Exercise brief = Report every line of the entries that contains the word "self".
----- Source data
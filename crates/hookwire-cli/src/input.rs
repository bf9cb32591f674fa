//! Loading webhooks and feeding events into the store.

use std::path::Path;

use anyhow::Context;
use hookwire_dispatch::{EventId, EventKey, InMemoryEventStore, Webhook, WebhookEvent, WebhookId};
use hookwire_webhook::{CONTENT_TYPE, Headers};
use serde::Deserialize;
use tokio::io::{AsyncBufRead, AsyncBufReadExt, BufReader};

use crate::TRACING_TARGET_INPUT;

/// Content type assigned to structured content without a declared type.
const JSON_CONTENT_TYPE: &str = "application/json";

/// Reads the JSON array of webhooks at `path`.
pub async fn load_webhooks(path: &Path) -> anyhow::Result<Vec<Webhook>> {
    let raw = tokio::fs::read(path)
        .await
        .with_context(|| format!("failed to read webhooks file '{}'", path.display()))?;
    let webhooks: Vec<Webhook> = serde_json::from_slice(&raw)
        .with_context(|| format!("failed to parse webhooks file '{}'", path.display()))?;

    tracing::info!(
        target: TRACING_TARGET_INPUT,
        path = %path.display(),
        count = webhooks.len(),
        "Loaded webhooks"
    );
    Ok(webhooks)
}

/// One line of the events input.
#[derive(Debug, Deserialize)]
struct EventRecord {
    #[serde(default)]
    event_id: Option<EventId>,
    webhook_id: WebhookId,
    content: serde_json::Value,
    #[serde(default)]
    headers: Headers,
}

impl EventRecord {
    fn into_event(self) -> WebhookEvent {
        let mut headers = self.headers;
        let content = match self.content {
            serde_json::Value::String(text) => text,
            value => {
                if headers.content_type().is_none() {
                    headers.push(CONTENT_TYPE, JSON_CONTENT_TYPE);
                }
                value.to_string()
            }
        };

        let mut event = WebhookEvent::new(self.webhook_id, content, headers);
        if let Some(event_id) = self.event_id {
            event.key = EventKey::new(event_id, self.webhook_id);
        }
        event
    }
}

/// Counts of processed input lines.
#[derive(Debug, Clone, Copy, Default, PartialEq, Eq)]
pub struct FeedSummary {
    pub accepted: usize,
    pub rejected: usize,
}

/// Feeds the events file at `path`, or stdin for `-`, into `store`.
pub async fn feed_events(
    path: &Path,
    stdin: bool,
    store: &InMemoryEventStore,
) -> anyhow::Result<FeedSummary> {
    if stdin {
        let reader = BufReader::new(tokio::io::stdin());
        return feed_lines(reader, store).await;
    }

    let file = tokio::fs::File::open(path)
        .await
        .with_context(|| format!("failed to open events file '{}'", path.display()))?;
    feed_lines(BufReader::new(file), store).await
}

/// Stores one event per non-empty line; malformed lines are logged and skipped.
pub async fn feed_lines<R>(reader: R, store: &InMemoryEventStore) -> anyhow::Result<FeedSummary>
where
    R: AsyncBufRead + Unpin,
{
    let mut lines = reader.lines();
    let mut summary = FeedSummary::default();
    let mut line_number = 0usize;

    while let Some(line) = lines.next_line().await.context("failed to read events")? {
        line_number += 1;
        let line = line.trim();
        if line.is_empty() {
            continue;
        }

        let record = match serde_json::from_str::<EventRecord>(line) {
            Ok(record) => record,
            Err(err) => {
                tracing::warn!(
                    target: TRACING_TARGET_INPUT,
                    line = line_number,
                    error = %err,
                    "Skipping malformed event"
                );
                summary.rejected += 1;
                continue;
            }
        };

        match store.insert(record.into_event()).await {
            Ok(key) => {
                tracing::trace!(target: TRACING_TARGET_INPUT, event = %key, "Event stored");
                summary.accepted += 1;
            }
            Err(err) => {
                tracing::warn!(
                    target: TRACING_TARGET_INPUT,
                    line = line_number,
                    error = %err,
                    "Skipping rejected event"
                );
                summary.rejected += 1;
            }
        }
    }

    Ok(summary)
}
----------
Response to this exercise =
    fn into_event(self) -> WebhookEvent {
        let mut headers = self.headers;
        let content = match self.content {
        let mut event = WebhookEvent::new(self.webhook_id, content, headers);
        if let Some(event_id) = self.event_id {
            event.key = EventKey::new(event_id, self.webhook_id);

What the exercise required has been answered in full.